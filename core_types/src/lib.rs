use serde::{Deserialize, Serialize};
use std::path::{Path, PathBuf};
use strum_macros::{Display, EnumIter};

pub mod events;

pub type ProcessId = u32;

#[derive(Debug, Clone, PartialEq)]
pub enum CoreTypeError {
    InvalidTarget(String),
}

impl std::fmt::Display for CoreTypeError {
    fn fmt(&self, f: &mut std::fmt::Formatter<'_>) -> std::fmt::Result {
        match self {
            CoreTypeError::InvalidTarget(msg) => write!(f, "Invalid deletion target: {}", msg),
        }
    }
}

impl std::error::Error for CoreTypeError {}

/// An absolute path handed to the forced deletion engine.
///
/// The only ways to build one are [`DeletionTarget::new`], which rejects relative paths, and
/// [`DeletionTarget::resolve`], which anchors relative paths to a known absolute root.
#[derive(Debug, Clone, PartialEq, Eq, Hash, PartialOrd, Ord)]
pub struct DeletionTarget(PathBuf);

impl DeletionTarget {
    pub fn new(path: impl Into<PathBuf>) -> Result<Self, CoreTypeError> {
        let path = path.into();
        if path.as_os_str().is_empty() {
            return Err(CoreTypeError::InvalidTarget("path is empty".to_string()));
        }
        if !path.is_absolute() {
            return Err(CoreTypeError::InvalidTarget(format!(
                "{} is not an absolute path",
                path.display()
            )));
        }
        Ok(Self(path))
    }

    /// Resolves `path` against `root` when it is relative. `root` must be absolute.
    pub fn resolve(path: impl AsRef<Path>, root: &Path) -> Result<Self, CoreTypeError> {
        let path = path.as_ref();
        if path.is_absolute() {
            return Self::new(path);
        }
        if !root.is_absolute() {
            return Err(CoreTypeError::InvalidTarget(format!(
                "cannot resolve {} against relative root {}",
                path.display(),
                root.display()
            )));
        }
        Self::new(root.join(path))
    }

    pub fn path(&self) -> &Path {
        &self.0
    }
}

impl AsRef<Path> for DeletionTarget {
    fn as_ref(&self) -> &Path {
        &self.0
    }
}

impl std::fmt::Display for DeletionTarget {
    fn fmt(&self, f: &mut std::fmt::Formatter<'_>) -> std::fmt::Result {
        write!(f, "{}", self.0.display())
    }
}

/// Classification of a failed delete attempt.
#[derive(Debug, Clone, Copy, PartialEq, Eq, Hash, Default, EnumIter, Display)]
pub enum ErrorClass {
    #[default]
    None,
    /// Sharing violation / file in use.
    Busy,
    #[strum(serialize = "Access Denied")]
    AccessDenied,
    Other,
}

impl ErrorClass {
    pub fn is_recoverable(&self) -> bool {
        matches!(self, ErrorClass::Busy | ErrorClass::AccessDenied)
    }
}

/// A process holding an open handle beneath a deletion target.
///
/// `executable_path` and `command_line` are empty when the process exited before it could be
/// inspected.
#[derive(Debug, Clone, PartialEq, Eq, Default, Serialize, Deserialize)]
pub struct LockingProcessInfo {
    pub process_id: ProcessId,
    pub executable_name: String,
    pub executable_path: String,
    pub command_line: String,
    pub handle_type: String,
    pub owner_user: String,
    pub locked_path: String,
}

/// Per-invocation retry bookkeeping of the forced deletion engine.
#[derive(Debug, Clone, PartialEq)]
pub struct RetryState {
    pub target: DeletionTarget,
    pub attempt: u32,
    pub last_error_class: ErrorClass,
}

impl RetryState {
    pub fn new(target: DeletionTarget) -> Self {
        Self {
            target,
            attempt: 0,
            last_error_class: ErrorClass::None,
        }
    }
}

#[derive(Debug, Clone, PartialEq, Eq)]
pub enum RemediationAction {
    /// Terminate an executable. `pid` is unknown for processes targeted by name only.
    KillProcess {
        pid: Option<ProcessId>,
        executable_name: String,
    },
    ResetAcl {
        path: PathBuf,
        principal: String,
    },
}

impl std::fmt::Display for RemediationAction {
    fn fmt(&self, f: &mut std::fmt::Formatter<'_>) -> std::fmt::Result {
        match self {
            RemediationAction::KillProcess {
                pid: Some(pid),
                executable_name,
            } => write!(f, "kill {} (pid {})", executable_name, pid),
            RemediationAction::KillProcess {
                pid: None,
                executable_name,
            } => write!(f, "kill {}", executable_name),
            RemediationAction::ResetAcl { path, principal } => {
                write!(f, "reset ACL of {} for {}", path.display(), principal)
            }
        }
    }
}
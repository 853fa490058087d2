use std::collections::HashMap;
use std::path::PathBuf;
use std::sync::{Arc, Mutex};

use core_types::ProcessId;
use sysinfo::{Pid, ProcessRefreshKind, ProcessesToUpdate, System, UpdateKind};

#[derive(Debug, Clone, PartialEq, Default)]
pub struct ProcessDetails {
    pub executable_path: Option<PathBuf>,
    pub command_line: String,
}

/// Looks up details of a running process. `None` when the process is gone.
pub trait ProcessInspector: Send + Sync {
    fn details(&self, pid: ProcessId) -> Option<ProcessDetails>;
}

/// Process introspection through the OS process table.
#[derive(Debug, Clone, Copy, Default)]
pub struct SysinfoProcessInspector;

impl ProcessInspector for SysinfoProcessInspector {
    fn details(&self, pid: ProcessId) -> Option<ProcessDetails> {
        let pid = Pid::from_u32(pid);
        let mut system = System::new();
        system.refresh_processes_specifics(
            ProcessesToUpdate::Some(&[pid]),
            true,
            ProcessRefreshKind::nothing()
                .with_exe(UpdateKind::OnlyIfNotSet)
                .with_cmd(UpdateKind::OnlyIfNotSet),
        );

        let process = system.process(pid)?;
        let command_line = process
            .cmd()
            .iter()
            .map(|arg| arg.to_string_lossy())
            .collect::<Vec<_>>()
            .join(" ");

        Some(ProcessDetails {
            executable_path: process.exe().map(|p| p.to_path_buf()),
            command_line,
        })
    }
}

/// Mock inspector answering from a fixed table.
#[derive(Clone, Default)]
pub struct MockProcessInspector {
    processes: Arc<Mutex<HashMap<ProcessId, ProcessDetails>>>,
}

impl MockProcessInspector {
    pub fn new() -> Self {
        Self::default()
    }

    pub fn add_process(&self, pid: ProcessId, details: ProcessDetails) {
        self.processes.lock().unwrap().insert(pid, details);
    }
}

impl ProcessInspector for MockProcessInspector {
    fn details(&self, pid: ProcessId) -> Option<ProcessDetails> {
        self.processes.lock().unwrap().get(&pid).cloned()
    }
}
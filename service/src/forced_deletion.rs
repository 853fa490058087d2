//! Retrying forced deletion of a directory tree.
//!
//! Each retry is one pass of a [`Pipeline`](crate::pipeline::Pipeline) over a
//! [`ForcedDeletionContext`](context::ForcedDeletionContext):
//!
//! 1. `CheckRetryBudgetStep` stops the loop on cancellation or when the retry bounds are spent
//! 2. `AttemptDeleteStep` tries the delete and classifies a failure
//! 3. `TerminateLockingProcessesStep` runs after a busy failure
//! 4. `ResetAccessStep` runs after an access denied failure

pub mod context;
pub mod model;
pub mod pipeline;
pub mod service;
pub mod steps;

pub use model::DeletionOutcome;
pub use service::ForcedDeletionService;
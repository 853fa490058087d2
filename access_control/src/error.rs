use executable_runner::error::ExecutableRunnerError;
use thiserror::Error;

#[derive(Error, Debug, Clone, PartialEq)]
pub enum AccessResetError {
    #[error("Tool {tool} is not available (searched: {searched})")]
    ToolUnavailable { tool: String, searched: String },
    #[error("ACL reset failed: {0}")]
    AclResetFailed(String),
}

impl From<ExecutableRunnerError> for AccessResetError {
    fn from(err: ExecutableRunnerError) -> Self {
        match err {
            ExecutableRunnerError::ToolUnavailable { tool, searched } => {
                AccessResetError::ToolUnavailable { tool, searched }
            }
            ExecutableRunnerError::IoError(message) => AccessResetError::AclResetFailed(message),
        }
    }
}
use crate::{
    cancellation::CancellationFlag,
    error::Error,
    forced_deletion::{
        context::{DeletionOps, ForcedDeletionContext},
        model::DeletionOutcome,
    },
    pipeline::Pipeline,
    settings::{DeletionSettings, RetryPolicy, ToolSettings},
};

impl DeletionOps {
    /// Wires the real file system, the handle and SetACL tools and the OS process table.
    pub fn production(tools: &ToolSettings) -> Self {
        let mut search_dirs = tools.search_dirs.clone();
        match file_system::get_tools_dir() {
            Ok(tools_dir) => search_dirs.push(tools_dir),
            Err(e) => tracing::debug!("No application tools directory: {}", e),
        }

        let runner: Arc<dyn ToolRunnerOps> = Arc::new(DefaultToolRunnerOps::new());
        Self {
            fs_ops: Arc::new(StdFileSystemOps),
            lock_resolver: Arc::new(HandleLockResolver::new(
                runner.clone(),
                Arc::new(SysinfoProcessInspector),
                tools.handle_path.clone(),
                search_dirs.clone(),
            )),
            process_killer: Arc::new(SysinfoProcessKiller),
            access_resetter: Arc::new(SetAclAccessResetter::new(
                runner,
                tools.set_acl_path.clone(),
                search_dirs,
            )),
        }
    }
}

/// Deletes directory trees that are locked by other processes or protected by their ACLs.
///
/// Busy failures terminate the processes holding the failing entry open, access denied
/// failures reset its ownership and permissions, and every other failure is fatal. After the
/// delete reports success the target is checked again on its own.
///
/// Calls are independent. Two concurrent deletions of the same tree are not coordinated and
/// may both remediate the same failure.
pub struct ForcedDeletionService {
    ops: DeletionOps,
    settings: Arc<DeletionSettings>,
}
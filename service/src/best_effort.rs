use std::fmt::Display;

/// Runs a step whose failure must not end the surrounding operation.
///
/// A failure is logged at warn level together with `action` and turned into `None`.
pub fn attempt<T, E: Display>(action: impl Display, result: Result<T, E>) -> Option<T> {
    match result {
        Ok(value) => Some(value),
        Err(e) => {
            tracing::warn!("{} failed, continuing: {}", action, e);
            None
        }
    }
}
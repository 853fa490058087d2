use std::path::PathBuf;

use core_types::ErrorClass;

/// The most recent failed delete attempt.
#[derive(Debug, Clone, PartialEq)]
pub struct DeleteFailure {
    pub class: ErrorClass,
    /// The entry that refused to go away; a descendant of the target for tree deletes.
    pub path: PathBuf,
    pub message: String,
}

/// Summary of a successful forced deletion.
#[derive(Debug, Clone, PartialEq, Default)]
pub struct DeletionOutcome {
    pub target: PathBuf,
    /// The target did not exist, so nothing was attempted.
    pub already_absent: bool,
    pub attempts: u32,
    /// Executables a termination was issued for, in order, without repeats.
    pub terminated_processes: Vec<String>,
    /// Paths whose ownership and permissions were reset, in order.
    pub acl_resets: Vec<PathBuf>,
}

impl DeletionOutcome {
    pub fn already_absent(target: impl Into<PathBuf>) -> Self {
        Self {
            target: target.into(),
            already_absent: true,
            ..Default::default()
        }
    }

    pub fn record_termination(&mut self, executable_name: &str) {
        if !self
            .terminated_processes
            .iter()
            .any(|name| name.eq_ignore_ascii_case(executable_name))
        {
            self.terminated_processes.push(executable_name.to_string());
        }
    }
}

# WORK ORDER
Beginning with the line above that contains "process is gone.", copy each line exactly up to and including the line that contains "pub struct SysinfoProcessInspector;", and go no further.

# ANSWER FOR THE TASK
/// Looks up details of a running process. `None` when the process is gone.
pub trait ProcessInspector: Send + Sync {
    fn details(&self, pid: ProcessId) -> Option<ProcessDetails>;
}

/// Process introspection through the OS process table.
#[derive(Debug, Clone, Copy, Default)]
pub struct SysinfoProcessInspector;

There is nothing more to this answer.